== Data

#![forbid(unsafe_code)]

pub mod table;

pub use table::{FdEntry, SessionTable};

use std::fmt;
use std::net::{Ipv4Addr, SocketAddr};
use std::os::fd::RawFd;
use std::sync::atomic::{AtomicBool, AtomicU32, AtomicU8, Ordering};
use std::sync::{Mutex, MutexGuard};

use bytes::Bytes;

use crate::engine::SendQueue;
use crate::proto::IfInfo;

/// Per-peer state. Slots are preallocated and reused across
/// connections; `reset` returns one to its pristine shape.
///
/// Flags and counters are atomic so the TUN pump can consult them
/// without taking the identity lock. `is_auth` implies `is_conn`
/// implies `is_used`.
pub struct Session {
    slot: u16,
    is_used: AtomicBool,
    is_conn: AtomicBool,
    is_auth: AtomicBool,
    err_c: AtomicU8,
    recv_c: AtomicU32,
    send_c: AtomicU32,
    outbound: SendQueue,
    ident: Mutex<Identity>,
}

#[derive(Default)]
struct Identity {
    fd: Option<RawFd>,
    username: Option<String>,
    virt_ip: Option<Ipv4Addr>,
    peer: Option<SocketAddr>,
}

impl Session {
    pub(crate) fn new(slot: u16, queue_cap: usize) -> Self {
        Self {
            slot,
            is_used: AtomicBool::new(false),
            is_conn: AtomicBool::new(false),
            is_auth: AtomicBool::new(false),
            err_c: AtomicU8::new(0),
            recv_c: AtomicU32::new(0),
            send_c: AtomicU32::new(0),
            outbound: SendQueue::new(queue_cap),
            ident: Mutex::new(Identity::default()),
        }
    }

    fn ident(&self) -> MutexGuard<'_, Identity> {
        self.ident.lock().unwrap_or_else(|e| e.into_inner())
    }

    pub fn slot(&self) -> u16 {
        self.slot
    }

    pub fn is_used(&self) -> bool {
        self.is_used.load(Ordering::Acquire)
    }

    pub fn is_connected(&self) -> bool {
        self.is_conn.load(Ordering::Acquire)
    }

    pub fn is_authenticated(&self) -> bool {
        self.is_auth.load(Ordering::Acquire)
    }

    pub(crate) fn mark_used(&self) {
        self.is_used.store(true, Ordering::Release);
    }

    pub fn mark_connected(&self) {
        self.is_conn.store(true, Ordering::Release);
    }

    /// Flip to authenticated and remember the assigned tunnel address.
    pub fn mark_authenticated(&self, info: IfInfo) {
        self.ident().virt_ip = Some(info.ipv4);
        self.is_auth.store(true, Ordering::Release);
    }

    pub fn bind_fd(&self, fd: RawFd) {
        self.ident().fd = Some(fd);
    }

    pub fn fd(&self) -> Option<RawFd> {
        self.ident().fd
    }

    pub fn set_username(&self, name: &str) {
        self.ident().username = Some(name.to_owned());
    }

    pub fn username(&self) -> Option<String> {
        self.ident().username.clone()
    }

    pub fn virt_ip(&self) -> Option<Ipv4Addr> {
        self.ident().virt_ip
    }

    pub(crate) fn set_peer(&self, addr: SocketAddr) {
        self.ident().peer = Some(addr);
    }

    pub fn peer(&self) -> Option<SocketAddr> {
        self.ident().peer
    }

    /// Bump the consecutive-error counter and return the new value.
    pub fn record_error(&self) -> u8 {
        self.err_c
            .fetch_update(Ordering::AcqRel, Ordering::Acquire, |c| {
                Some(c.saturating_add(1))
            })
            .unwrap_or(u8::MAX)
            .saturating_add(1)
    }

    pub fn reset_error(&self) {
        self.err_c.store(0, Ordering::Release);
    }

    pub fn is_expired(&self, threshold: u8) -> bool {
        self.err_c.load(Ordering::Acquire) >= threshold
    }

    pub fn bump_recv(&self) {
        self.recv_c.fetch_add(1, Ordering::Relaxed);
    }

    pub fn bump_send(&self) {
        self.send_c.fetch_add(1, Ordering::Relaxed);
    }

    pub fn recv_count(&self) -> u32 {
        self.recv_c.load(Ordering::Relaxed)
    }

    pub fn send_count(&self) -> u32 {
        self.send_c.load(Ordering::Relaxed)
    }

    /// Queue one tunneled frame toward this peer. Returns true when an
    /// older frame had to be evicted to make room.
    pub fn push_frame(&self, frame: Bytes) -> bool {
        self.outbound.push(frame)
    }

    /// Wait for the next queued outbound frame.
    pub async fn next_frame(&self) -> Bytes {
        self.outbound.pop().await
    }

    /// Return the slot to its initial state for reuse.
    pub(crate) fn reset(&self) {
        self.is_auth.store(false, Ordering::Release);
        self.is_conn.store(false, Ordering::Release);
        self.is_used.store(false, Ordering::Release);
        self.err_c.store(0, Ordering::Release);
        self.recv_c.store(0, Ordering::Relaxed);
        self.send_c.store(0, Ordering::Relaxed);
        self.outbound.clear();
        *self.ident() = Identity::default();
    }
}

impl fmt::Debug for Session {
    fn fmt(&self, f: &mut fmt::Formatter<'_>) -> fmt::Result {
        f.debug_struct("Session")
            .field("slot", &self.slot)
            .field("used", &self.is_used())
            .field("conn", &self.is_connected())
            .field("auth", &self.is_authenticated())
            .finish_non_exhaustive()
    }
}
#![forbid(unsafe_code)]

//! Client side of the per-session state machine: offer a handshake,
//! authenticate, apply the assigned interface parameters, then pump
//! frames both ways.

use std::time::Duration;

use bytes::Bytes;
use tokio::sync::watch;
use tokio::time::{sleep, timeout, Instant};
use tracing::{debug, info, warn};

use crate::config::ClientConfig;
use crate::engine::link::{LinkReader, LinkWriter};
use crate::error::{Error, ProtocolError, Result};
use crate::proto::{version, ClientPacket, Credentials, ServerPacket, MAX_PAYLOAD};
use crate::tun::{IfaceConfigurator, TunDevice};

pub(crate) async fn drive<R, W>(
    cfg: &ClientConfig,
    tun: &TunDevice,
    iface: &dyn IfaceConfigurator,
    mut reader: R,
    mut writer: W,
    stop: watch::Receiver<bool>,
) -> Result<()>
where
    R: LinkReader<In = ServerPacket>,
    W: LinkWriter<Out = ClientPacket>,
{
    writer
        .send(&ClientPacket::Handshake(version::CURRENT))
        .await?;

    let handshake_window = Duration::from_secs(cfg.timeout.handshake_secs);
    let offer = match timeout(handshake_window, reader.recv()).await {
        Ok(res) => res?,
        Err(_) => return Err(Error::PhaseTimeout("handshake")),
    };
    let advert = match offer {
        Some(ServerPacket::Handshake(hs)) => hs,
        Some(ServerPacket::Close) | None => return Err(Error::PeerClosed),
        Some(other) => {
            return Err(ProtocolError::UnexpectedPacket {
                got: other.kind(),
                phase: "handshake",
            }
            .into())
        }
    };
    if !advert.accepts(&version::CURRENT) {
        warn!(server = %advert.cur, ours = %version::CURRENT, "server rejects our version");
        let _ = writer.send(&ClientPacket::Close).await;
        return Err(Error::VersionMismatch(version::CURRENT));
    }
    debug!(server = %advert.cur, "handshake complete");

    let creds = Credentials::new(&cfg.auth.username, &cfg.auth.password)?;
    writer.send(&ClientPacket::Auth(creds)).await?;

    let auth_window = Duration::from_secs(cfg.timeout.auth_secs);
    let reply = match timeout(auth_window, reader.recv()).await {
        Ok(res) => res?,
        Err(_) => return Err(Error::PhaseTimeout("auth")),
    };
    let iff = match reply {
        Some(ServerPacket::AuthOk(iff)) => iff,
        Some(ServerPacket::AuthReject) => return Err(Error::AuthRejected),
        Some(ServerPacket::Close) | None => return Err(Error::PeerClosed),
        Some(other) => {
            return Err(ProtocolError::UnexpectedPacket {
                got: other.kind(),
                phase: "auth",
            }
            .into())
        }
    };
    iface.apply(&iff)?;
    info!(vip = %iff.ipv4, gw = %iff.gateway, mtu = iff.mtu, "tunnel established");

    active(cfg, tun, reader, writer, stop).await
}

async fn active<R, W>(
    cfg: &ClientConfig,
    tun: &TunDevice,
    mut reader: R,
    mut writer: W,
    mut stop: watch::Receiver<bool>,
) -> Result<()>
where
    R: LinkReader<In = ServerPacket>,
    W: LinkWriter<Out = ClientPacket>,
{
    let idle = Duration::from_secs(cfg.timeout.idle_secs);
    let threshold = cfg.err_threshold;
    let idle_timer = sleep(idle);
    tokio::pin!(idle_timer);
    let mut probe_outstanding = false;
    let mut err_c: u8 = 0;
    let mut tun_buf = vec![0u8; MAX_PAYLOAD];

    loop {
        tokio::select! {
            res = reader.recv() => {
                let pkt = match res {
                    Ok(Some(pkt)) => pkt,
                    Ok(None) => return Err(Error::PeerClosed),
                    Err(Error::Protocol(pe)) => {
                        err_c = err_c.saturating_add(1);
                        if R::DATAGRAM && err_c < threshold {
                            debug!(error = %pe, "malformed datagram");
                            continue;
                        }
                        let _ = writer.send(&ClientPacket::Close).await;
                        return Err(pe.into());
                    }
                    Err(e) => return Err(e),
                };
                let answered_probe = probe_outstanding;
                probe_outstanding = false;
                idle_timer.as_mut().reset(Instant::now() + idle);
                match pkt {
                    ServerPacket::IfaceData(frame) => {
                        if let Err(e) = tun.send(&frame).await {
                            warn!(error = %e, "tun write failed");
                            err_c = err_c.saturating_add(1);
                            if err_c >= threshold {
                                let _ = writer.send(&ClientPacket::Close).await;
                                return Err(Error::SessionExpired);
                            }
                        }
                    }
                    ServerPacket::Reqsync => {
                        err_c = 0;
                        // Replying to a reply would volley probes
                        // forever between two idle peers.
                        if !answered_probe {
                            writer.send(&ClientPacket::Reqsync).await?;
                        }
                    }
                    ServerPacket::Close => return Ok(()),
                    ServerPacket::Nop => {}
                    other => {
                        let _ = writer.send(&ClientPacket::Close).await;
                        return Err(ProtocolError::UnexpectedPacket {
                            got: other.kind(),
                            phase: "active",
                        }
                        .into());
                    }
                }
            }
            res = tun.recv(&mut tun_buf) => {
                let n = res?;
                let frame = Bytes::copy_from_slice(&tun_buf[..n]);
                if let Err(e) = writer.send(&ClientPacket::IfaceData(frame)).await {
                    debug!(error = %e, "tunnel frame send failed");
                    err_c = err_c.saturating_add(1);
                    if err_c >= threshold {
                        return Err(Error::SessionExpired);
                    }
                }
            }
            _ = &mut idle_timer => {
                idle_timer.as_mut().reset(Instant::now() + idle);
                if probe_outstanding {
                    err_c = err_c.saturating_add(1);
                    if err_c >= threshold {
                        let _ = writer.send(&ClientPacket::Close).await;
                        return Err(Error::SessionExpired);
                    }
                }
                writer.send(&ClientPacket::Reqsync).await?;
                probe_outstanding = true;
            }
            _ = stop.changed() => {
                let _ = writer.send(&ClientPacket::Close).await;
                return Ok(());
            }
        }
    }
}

====

[What to work on]
Each line of the data in which the string "lock" appears needs to be copied.

[Solution to this exercise]
/// without taking the identity lock. `is_auth` implies `is_conn`
        self.ident.lock().unwrap_or_else(|e| e.into_inner())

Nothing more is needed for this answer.